## Goal of the exercise
Copy every line below where the string "dynamics" is found.

## Given data
----------

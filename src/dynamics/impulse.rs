//! Velocity exchange between two touching grids.

use glam::Vec2;

/// Inertia of one side of a contact.
#[derive(Debug, Clone, Copy, PartialEq)]
pub enum BodyMass {
    Finite(f32),
    Infinite,
}

impl BodyMass {
    pub fn new(mass: i64, infinite: bool) -> Self {
        if infinite {
            BodyMass::Infinite
        } else {
            BodyMass::Finite(mass as f32)
        }
    }
}

/// Fractions of the relative velocity absorbed by `a` and `b`.
///
/// `None` when neither side can change: both immovable, or no mass at all.
pub fn velocity_shares(a: BodyMass, b: BodyMass) -> Option<(f32, f32)> {
    match (a, b) {
        (BodyMass::Infinite, BodyMass::Infinite) => None,
        (BodyMass::Infinite, BodyMass::Finite(_)) => Some((0.0, 1.0)),
        (BodyMass::Finite(_), BodyMass::Infinite) => Some((1.0, 0.0)),
        (BodyMass::Finite(ma), BodyMass::Finite(mb)) => {
            let total = ma + mb;
            if total <= 0.0 {
                None
            } else {
                Some((mb / total, ma / total))
            }
        }
    }
}

/// Removes the component of `va - vb` along the unit `normal`. Momentum is
/// conserved between finite bodies. Returns whether anything changed.
pub fn cancel_along_normal(
    va: &mut Vec2,
    vb: &mut Vec2,
    ma: BodyMass,
    mb: BodyMass,
    normal: Vec2,
) -> bool {
    let Some((sa, sb)) = velocity_shares(ma, mb) else {
        return false;
    };
    let rel_n = (*va - *vb).dot(normal);
    if rel_n == 0.0 {
        return false;
    }
    *va -= normal * rel_n * sa;
    *vb += normal * rel_n * sb;
    true
}

/// Perfectly inelastic exchange: both end with the common velocity, or with
/// the velocity of the immovable one.
pub fn equalize(va: &mut Vec2, vb: &mut Vec2, ma: BodyMass, mb: BodyMass) -> bool {
    let Some((sa, sb)) = velocity_shares(ma, mb) else {
        return false;
    };
    let rel = *va - *vb;
    *va -= rel * sa;
    *vb += rel * sb;
    true
}
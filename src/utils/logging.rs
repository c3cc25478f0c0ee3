use log::{Level, log_enabled, warn};
use std::time::{Duration, Instant};

/// Scoped timer for the phases of a physics tick. Silent unless trace
/// logging is enabled.
pub struct ScopedTimer<'a> {
    label: &'a str,
    start: Instant,
}

impl<'a> ScopedTimer<'a> {
    pub fn new(label: &'a str) -> Self {
        if log_enabled!(Level::Trace) {
            log::trace!("start {label}");
        }
        Self {
            label,
            start: Instant::now(),
        }
    }

    pub fn elapsed(&self) -> Duration {
        self.start.elapsed()
    }
}

impl<'a> Drop for ScopedTimer<'a> {
    fn drop(&mut self) {
        if log_enabled!(Level::Trace) {
            let elapsed = self.start.elapsed();
            log::trace!("end {} ({} µs)", self.label, elapsed.as_micros());
        }
    }
}

/// Warns when a whole tick took longer than `budget_ms`. A non-positive
/// budget disables the check.
pub fn warn_if_tick_budget_exceeded(duration: Duration, budget_ms: f32) -> bool {
    let elapsed_ms = duration.as_secs_f32() * 1000.0;
    if budget_ms > 0.0 && elapsed_ms > budget_ms {
        warn!("Physics tick exceeded budget: {elapsed_ms:.2} ms > {budget_ms:.2} ms");
        return true;
    }
    false
}
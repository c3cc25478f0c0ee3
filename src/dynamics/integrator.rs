use glam::{IVec2, Vec2};

use crate::utils::math::round_to_ivec;

/// Converts continuous velocities into whole-pixel steps.
///
/// The fractional part that rounding drops is carried in `vel_lag` and
/// decays every tick, so sustained sub-pixel speeds still average out while
/// a stopped grid forgets its remainder.
#[derive(Debug, Clone, Copy)]
pub struct Integrator {
    pub lag_decay: f32,
}

impl Integrator {
    pub fn new(lag_decay: f32) -> Self {
        Self { lag_decay }
    }

    /// Returns this tick's pixel delta, updating both accumulators.
    pub fn pixel_delta(&self, vel: Vec2, vel_lag: &mut Vec2, vel_owed: &mut IVec2) -> IVec2 {
        let total = vel + *vel_lag;
        let mut delta = round_to_ivec(total);
        *vel_lag = (total - delta.as_vec2()) * self.lag_decay;

        repay_owed(&mut delta, vel_owed);
        delta
    }
}

/// Cancels debt against the delta, one axis at a time, where both point the
/// same way.
pub fn repay_owed(delta: &mut IVec2, owed: &mut IVec2) {
    for axis in 0..2 {
        let d = delta[axis];
        let o = owed[axis];
        if d == 0 || o == 0 || d.signum() != o.signum() {
            continue;
        }
        let paid = d.signum() * d.abs().min(o.abs());
        delta[axis] -= paid;
        owed[axis] -= paid;
    }
}

#[cfg(test)]
mod tests {
    use super::*;

    #[test]
    fn sub_pixel_speed_averages_out() {
        let integrator = Integrator::new(1.0);
        let mut lag = Vec2::ZERO;
        let mut owed = IVec2::ZERO;
        let mut moved = IVec2::ZERO;
        for _ in 0..10 {
            moved += integrator.pixel_delta(Vec2::new(0.3, -0.5), &mut lag, &mut owed);
        }
        assert_eq!(moved.x, 3);
        assert!((moved.y + 5).abs() <= 1);
    }

    #[test]
    fn lag_decays() {
        let integrator = Integrator::new(0.5);
        let mut lag = Vec2::ZERO;
        let mut owed = IVec2::ZERO;
        let delta = integrator.pixel_delta(Vec2::new(0.25, 0.0), &mut lag, &mut owed);
        assert_eq!(delta, IVec2::ZERO);
        assert_eq!(lag, Vec2::new(0.125, 0.0));
    }

    #[test]
    fn debt_is_repaid_only_along_matching_signs() {
        let mut delta = IVec2::new(3, -2);
        let mut owed = IVec2::new(1, 4);
        repay_owed(&mut delta, &mut owed);
        assert_eq!(delta, IVec2::new(2, -2));
        assert_eq!(owed, IVec2::new(0, 4));

        let mut delta = IVec2::new(0, 2);
        let mut owed = IVec2::new(0, 5);
        repay_owed(&mut delta, &mut owed);
        assert_eq!(delta, IVec2::ZERO);
        assert_eq!(owed, IVec2::new(0, 3));
    }
}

----------

## Response
filename src/dynamics/impulse.rs
filename src/dynamics/integrator.rs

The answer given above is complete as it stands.